The new guidance also covers labels like “no gluten,” “free of gluten,” and “without gluten.” To be labeled as such, “a product must either be inherently gluten-free or not contain an ingredient that is: 1) a gluten-containing grain (e.g., spelt wheat); 2) derived from a gluten-containing grain that has not been processed to remove gluten (e.g., wheat flour); or 3) derived from a gluten-containing grain that has been processed to remove gluten (e.g., wheat starch), if the use of that ingredient results in the presence of 20 parts per million (ppm) or more gluten in the food. Also, any unavoidable presence of gluten in the food must be less than 20 ppm.”
“Establishing in this final rule a regulatory definition of the food labeling term ‘gluten-free’ and uniform conditions for its use in the labeling of foods is necessary to ensure that individuals with celiac disease are not misled and are provided with truthful and accurate information with respect to foods so labeled,” according to the final rule. “A food that bears the claim ‘no gluten,’ ‘free of gluten,’ or ‘without gluten’ in its labeling and fails to meet the requirements for a ‘gluten-free’ claim will be deemed to be misbranded.”
“Gluten” refers to naturally occurring proteins in wheat, rye, barley, and crossbred hybrids of these grains, the FDA explained.
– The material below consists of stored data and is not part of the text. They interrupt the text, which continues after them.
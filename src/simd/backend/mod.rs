//! The execution seam between generic dispatch and lane execution.
//!
//! Every lane-wise operation reaches this module carrying its operator
//! token, its operand lane buffers and a *fallback*: a pure scalar
//! closure of the form "for lane `i`, compute `f(i, a[i], ...)`". A
//! backend may execute the token any way it likes — the contract is that
//! the result must be bit-identical to applying the fallback
//! independently to every lane index in `[0, N)`, with no partial
//! application.
//!
//! The shipped backend is [`scalar`], which executes the fallback loop
//! directly; the operator token is forwarded for backends that select an
//! accelerated path from it.

pub(crate) mod scalar;

use crate::simd::lane::SimdElement;
use crate::simd::ops::{Associative, Binary, Comparison, Ternary, Test, Unary};

#[inline(always)]
pub(crate) fn unary_op<T: SimdElement, const N: usize>(
    _op: Unary,
    a: &[T; N],
    fallback: fn(usize, T) -> T,
) -> [T; N] {
    scalar::unary(a, fallback)
}

#[inline(always)]
pub(crate) fn binary_op<T: SimdElement, const N: usize>(
    _op: Binary,
    a: &[T; N],
    b: &[T; N],
    fallback: fn(usize, T, T) -> T,
) -> [T; N] {
    scalar::binary(a, b, fallback)
}

#[inline(always)]
pub(crate) fn ternary_op<T: SimdElement, const N: usize>(
    _op: Ternary,
    a: &[T; N],
    b: &[T; N],
    c: &[T; N],
    fallback: fn(usize, T, T, T) -> T,
) -> [T; N] {
    scalar::ternary(a, b, c, fallback)
}

#[inline(always)]
pub(crate) fn compare_op<T: SimdElement, const N: usize>(
    _op: Comparison,
    a: &[T; N],
    b: &[T; N],
    fallback: fn(usize, T, T) -> bool,
) -> [bool; N] {
    scalar::compare(a, b, fallback)
}

#[inline(always)]
pub(crate) fn test_op<T: SimdElement, const N: usize>(
    _op: Test,
    a: &[T; N],
    fallback: fn(usize, T) -> bool,
) -> [bool; N] {
    scalar::test(a, fallback)
}

/// Folds the lanes left to right, starting from `identity`. The fixed
/// evaluation order keeps floating-point reductions deterministic.
#[inline(always)]
pub(crate) fn reduce_op<T: SimdElement, const N: usize>(
    _op: Associative,
    a: &[T; N],
    identity: T,
    fallback: fn(usize, T, T) -> T,
) -> T {
    scalar::reduce(a, identity, fallback)
}

/// Gathers `a[sources[i]]` into lane `i`. Callers are responsible for
/// index validation; `sources` must already be fully in range.
#[inline(always)]
pub(crate) fn rearrange_op<T: SimdElement, const N: usize>(
    a: &[T; N],
    sources: &[i32; N],
) -> [T; N] {
    scalar::rearrange(a, sources)
}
For the approximately 3 million Americans with celiac disease, such products trigger the production of antibodies that damage the lining of the small intestine and lead to other serious health problems like intestinal cancers, infertility, and nutritional deficiencies.
“Adherence to a gluten-free diet is the key to treating celiac disease, which can be very disruptive to everyday life,” FDA Commissioner Margaret A. Hamburg, M.D., said in a statement. “The FDA’s new ‘gluten-free’ definition will help people with this condition make food choices with confidence and allow them to better manage their health.”
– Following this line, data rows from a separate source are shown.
//! Error types for lanewise operations.
//!
//! This module defines custom error types that provide better error handling
//! than panicking, allowing applications to gracefully handle failures.
//! Operations whose misuse is a programming error panic with the `Display`
//! text of the corresponding error; `try_*` entry points return it instead.

use std::fmt;

/// Errors that can occur during lanewise operations.
#[derive(Debug, Clone, PartialEq, Eq)]
pub enum VectorError {
    /// A (lane type, lane count) pair does not form a supported vector shape.
    UnsupportedShape {
        /// The total bit width that was requested.
        shape_bits: usize,
        /// Name of the lane type involved.
        lane_type: &'static str,
        /// Number of lanes requested.
        lane_count: usize,
    },
    /// A scalar value is not exactly representable in the target lane type.
    UnrepresentableValue {
        /// The offending value, rendered as text.
        value: String,
        /// Name of the target lane type.
        lane_type: &'static str,
    },
    /// A lane index, slice origin, part number or shuffle entry is out of range.
    IndexOutOfRange {
        /// What kind of index was out of range ("lane index", "origin", ...).
        what: &'static str,
        /// The offending index.
        index: i64,
        /// Inclusive lower bound of the valid range.
        lower: i64,
        /// Exclusive upper bound of the valid range.
        upper: i64,
    },
    /// A memory operation would read or write past the end of a buffer.
    OutOfBounds {
        /// Starting offset of the access.
        offset: usize,
        /// Number of elements or bytes the access requires.
        required: usize,
        /// Length of the buffer.
        len: usize,
    },
    /// Integer division or remainder by zero in an unmasked lane.
    DivisionByZero,
    /// The requested operator is not defined for the vector's lane type.
    UnsupportedOperation {
        /// Name of the operator token.
        op: &'static str,
        /// Name of the lane type it was applied to.
        lane_type: &'static str,
    },
    /// Two slices that must agree in length do not.
    LengthMismatch {
        /// Length of the left operand.
        left: usize,
        /// Length of the right operand.
        right: usize,
    },
}

impl fmt::Display for VectorError {
    fn fmt(&self, f: &mut fmt::Formatter<'_>) -> fmt::Result {
        match self {
            VectorError::UnsupportedShape {
                shape_bits,
                lane_type,
                lane_count,
            } => write!(
                f,
                "Unsupported vector shape: {} x {} = {} bits (supported shapes: 64, 128, 256, 512)",
                lane_count, lane_type, shape_bits
            ),
            VectorError::UnrepresentableValue { value, lane_type } => write!(
                f,
                "Value {} is not exactly representable as {}",
                value, lane_type
            ),
            VectorError::IndexOutOfRange {
                what,
                index,
                lower,
                upper,
            } => write!(
                f,
                "{} {} out of range [{}, {})",
                what, index, lower, upper
            ),
            VectorError::OutOfBounds {
                offset,
                required,
                len,
            } => write!(
                f,
                "Access at offset {} requires {} elements but the buffer holds {}",
                offset, required, len
            ),
            VectorError::DivisionByZero => {
                write!(f, "Integer division by zero in an unmasked lane")
            }
            VectorError::UnsupportedOperation { op, lane_type } => {
                write!(f, "Operator {} is not defined for {} lanes", op, lane_type)
            }
            VectorError::LengthMismatch { left, right } => write!(
                f,
                "Slices must have the same length (left: {}, right: {})",
                left, right
            ),
        }
    }
}

impl std::error::Error for VectorError {}

/// Result type alias for lanewise operations.
pub type Result<T> = std::result::Result<T, VectorError>;

/// Creates an unsupported-shape error.
pub fn unsupported_shape(
    shape_bits: usize,
    lane_type: &'static str,
    lane_count: usize,
) -> VectorError {
    VectorError::UnsupportedShape {
        shape_bits,
        lane_type,
        lane_count,
    }
}

/// Creates an unrepresentable-value error.
pub fn unrepresentable(value: impl ToString, lane_type: &'static str) -> VectorError {
    VectorError::UnrepresentableValue {
        value: value.to_string(),
        lane_type,
    }
}

/// Creates an index-out-of-range error for the half-open range `[lower, upper)`.
pub fn index_out_of_range(what: &'static str, index: i64, lower: i64, upper: i64) -> VectorError {
    VectorError::IndexOutOfRange {
        what,
        index,
        lower,
        upper,
    }
}

/// Creates a buffer out-of-bounds error.
pub fn out_of_bounds(offset: usize, required: usize, len: usize) -> VectorError {
    VectorError::OutOfBounds {
        offset,
        required,
        len,
    }
}

/// Creates a division-by-zero error.
pub fn division_by_zero() -> VectorError {
    VectorError::DivisionByZero
}

/// Creates an unsupported-operation error.
pub fn unsupported_operation(op: &'static str, lane_type: &'static str) -> VectorError {
    VectorError::UnsupportedOperation { op, lane_type }
}

/// Creates a length-mismatch error.
pub fn length_mismatch(left: usize, right: usize) -> VectorError {
    VectorError::LengthMismatch { left, right }
}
The final rule comes six years after the agency first published its proposed rule in January 2007. Although the new rule takes effect in September, companies have one year to comply with the deadline of Aug. 5, 2014. The rule covers all products voluntarily labeled “gluten-free” and applies to all FDA-regulated foods, including dietary supplements. The rule also applies to restaurants and other retail food-service establishments.
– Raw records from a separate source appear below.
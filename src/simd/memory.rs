//! Typed and byte-order-aware loads and stores.
//!
//! These are the boundary primitives between vectors and flat buffers.
//! The range check is explicit and happens before any element moves:
//! a typed access needs `offset + N` elements, a byte access needs
//! `offset + N * LANE_BYTES` bytes. Byte accesses take a [`ByteOrder`]
//! deciding how each lane's bytes are arranged; the lane order itself is
//! always lane 0 first.

use crate::error;
use crate::simd::lane::SimdElement;
use crate::simd::vector::Vector;

/// Byte arrangement of a single lane in a byte buffer.
#[derive(Copy, Clone, Debug, PartialEq, Eq)]
pub enum ByteOrder {
    /// Least significant byte first.
    LittleEndian,
    /// Most significant byte first.
    BigEndian,
}

impl<T: SimdElement, const N: usize> Vector<T, N> {
    /// Loads `N` lanes from `slice` starting at `offset`, if the slice is
    /// long enough.
    #[inline(always)]
    pub fn try_from_slice(slice: &[T], offset: usize) -> error::Result<Self> {
        if offset.checked_add(N).is_none_or(|end| end > slice.len()) {
            return Err(error::out_of_bounds(offset, N, slice.len()));
        }
        Ok(Self::from_fn(|i| slice[offset + i]))
    }

    /// Loads `N` lanes from `slice` starting at `offset`.
    ///
    /// # Panics
    ///
    /// Panics if `offset + N > slice.len()`.
    #[inline(always)]
    pub fn from_slice(slice: &[T], offset: usize) -> Self {
        match Self::try_from_slice(slice, offset) {
            Ok(v) => v,
            Err(e) => panic!("{e}"),
        }
    }

    /// Stores the lanes into `dst` starting at `offset`, if `dst` is long
    /// enough.
    #[inline(always)]
    pub fn try_write_to_slice(self, dst: &mut [T], offset: usize) -> error::Result<()> {
        if offset.checked_add(N).is_none_or(|end| end > dst.len()) {
            return Err(error::out_of_bounds(offset, N, dst.len()));
        }
        let lanes = self.to_array();
        dst[offset..offset + N].copy_from_slice(&lanes);
        Ok(())
    }

    /// Stores the lanes into `dst` starting at `offset`.
    ///
    /// # Panics
    ///
    /// Panics if `offset + N > dst.len()`.
    #[inline(always)]
    pub fn write_to_slice(self, dst: &mut [T], offset: usize) {
        if let Err(e) = self.try_write_to_slice(dst, offset) {
            panic!("{e}");
        }
    }

    /// Loads `N` lanes from raw bytes starting at `offset`, if the buffer
    /// is long enough. Each lane occupies `LANE_BYTES` bytes in `order`.
    #[inline(always)]
    pub fn try_from_byte_slice(
        bytes: &[u8],
        offset: usize,
        order: ByteOrder,
    ) -> error::Result<Self> {
        let required = N * T::LANE_BYTES;
        if offset.checked_add(required).is_none_or(|end| end > bytes.len()) {
            return Err(error::out_of_bounds(offset, required, bytes.len()));
        }
        Ok(Self::from_fn(|i| {
            let lane = &bytes[offset + i * T::LANE_BYTES..][..T::LANE_BYTES];
            match order {
                ByteOrder::LittleEndian => T::read_le(lane),
                ByteOrder::BigEndian => T::read_be(lane),
            }
        }))
    }

    /// Loads `N` lanes from raw bytes starting at `offset`.
    ///
    /// # Panics
    ///
    /// Panics if `offset + N * LANE_BYTES > bytes.len()`.
    #[inline(always)]
    pub fn from_byte_slice(bytes: &[u8], offset: usize, order: ByteOrder) -> Self {
        match Self::try_from_byte_slice(bytes, offset, order) {
            Ok(v) => v,
            Err(e) => panic!("{e}"),
        }
    }

    /// Stores the lanes as raw bytes starting at `offset`, if the buffer
    /// is long enough.
    #[inline(always)]
    pub fn try_write_byte_slice(
        self,
        dst: &mut [u8],
        offset: usize,
        order: ByteOrder,
    ) -> error::Result<()> {
        let required = N * T::LANE_BYTES;
        if offset.checked_add(required).is_none_or(|end| end > dst.len()) {
            return Err(error::out_of_bounds(offset, required, dst.len()));
        }
        let lanes = self.to_array();
        for (i, lane) in lanes.iter().enumerate() {
            let out = &mut dst[offset + i * T::LANE_BYTES..][..T::LANE_BYTES];
            match order {
                ByteOrder::LittleEndian => lane.write_le(out),
                ByteOrder::BigEndian => lane.write_be(out),
            }
        }
        Ok(())
    }

    /// Stores the lanes as raw bytes starting at `offset`.
    ///
    /// # Panics
    ///
    /// Panics if `offset + N * LANE_BYTES > dst.len()`.
    #[inline(always)]
    pub fn write_byte_slice(self, dst: &mut [u8], offset: usize, order: ByteOrder) {
        if let Err(e) = self.try_write_byte_slice(dst, offset, order) {
            panic!("{e}");
        }
    }
}

#[cfg(test)]
mod tests {
    use super::*;

    mod typed_tests {
        use super::*;

        #[test]
        fn test_slice_roundtrip_with_offset() {
            let data = [9i32, 1, 2, 3, 4, 9];
            let v = Vector::<i32, 4>::from_slice(&data, 1);
            assert_eq!(v.to_array(), [1, 2, 3, 4]);

            let mut out = [0i32; 6];
            v.write_to_slice(&mut out, 2);
            assert_eq!(out, [0, 0, 1, 2, 3, 4]);
        }

        #[test]
        fn test_range_check() {
            let data = [0i32; 5];
            assert!(Vector::<i32, 4>::try_from_slice(&data, 1).is_ok());
            assert_eq!(
                Vector::<i32, 4>::try_from_slice(&data, 2),
                Err(error::out_of_bounds(2, 4, 5))
            );
        }

        #[test]
        #[should_panic(expected = "requires 4 elements")]
        fn test_load_past_end_panics() {
            let data = [0i32; 3];
            let _ = Vector::<i32, 4>::from_slice(&data, 0);
        }
    }

    mod byte_tests {
        use super::*;

        #[test]
        fn test_byte_order() {
            let bytes = [0x12u8, 0x34, 0x56, 0x78];
            let le = Vector::<i16, 2>::from_byte_slice(&bytes, 0, ByteOrder::LittleEndian);
            assert_eq!(le.to_array(), [0x3412, 0x7856]);
            let be = Vector::<i16, 2>::from_byte_slice(&bytes, 0, ByteOrder::BigEndian);
            assert_eq!(be.to_array(), [0x1234, 0x5678]);
        }

        #[test]
        fn test_byte_roundtrip_both_orders() {
            let v = Vector::<i64, 2>::from_array([i64::MIN, 0x0102_0304_0506_0708]);
            for order in [ByteOrder::LittleEndian, ByteOrder::BigEndian] {
                let mut buf = [0u8; 20];
                v.write_byte_slice(&mut buf, 4, order);
                let back = Vector::<i64, 2>::from_byte_slice(&buf, 4, order);
                assert_eq!(back, v);
            }
        }

        #[test]
        fn test_byte_range_check_uses_lane_bytes() {
            let buf = [0u8; 15];
            assert_eq!(
                Vector::<i32, 4>::try_from_byte_slice(&buf, 0, ByteOrder::LittleEndian),
                Err(error::out_of_bounds(0, 16, 15))
            );
        }

        #[test]
        fn test_float_bytes_preserve_bit_patterns() {
            let v = Vector::<f32, 4>::from_array([f32::NAN, -0.0, 1.0, f32::MIN_POSITIVE]);
            let mut buf = [0u8; 16];
            v.write_byte_slice(&mut buf, 0, ByteOrder::LittleEndian);
            let back = Vector::<f32, 4>::from_byte_slice(&buf, 0, ByteOrder::LittleEndian);
            for i in 0..4 {
                assert_eq!(back.lane(i).to_bits(), v.lane(i).to_bits());
            }
        }
    }
}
To read the FDA’s new rule on gluten-free labeling, click here.
Why it matters: Although the FDA’s rule does not specifically require testing to ensure the accuracy of a “gluten-free” label, the agency noted that “manufacturers are responsible for ensuring that foods bearing a gluten-free claim meet the requirements of the final rule.” To achieve compliance, the agency suggested that manufacturers use quality-control tools like employing a third-party laboratory to conduct in-house gluten testing or requesting certificates of gluten analysis from ingredient suppliers. The FDA also reminded companies that it plans to “use the full range of its routine post-market monitoring activities to enforce the final rule,” including “periodic inspections of food manufacturing facilities, food label reviews, follow-up on consumer and industry complaints reported to the agency, and when needed, gluten analyses of food samples.”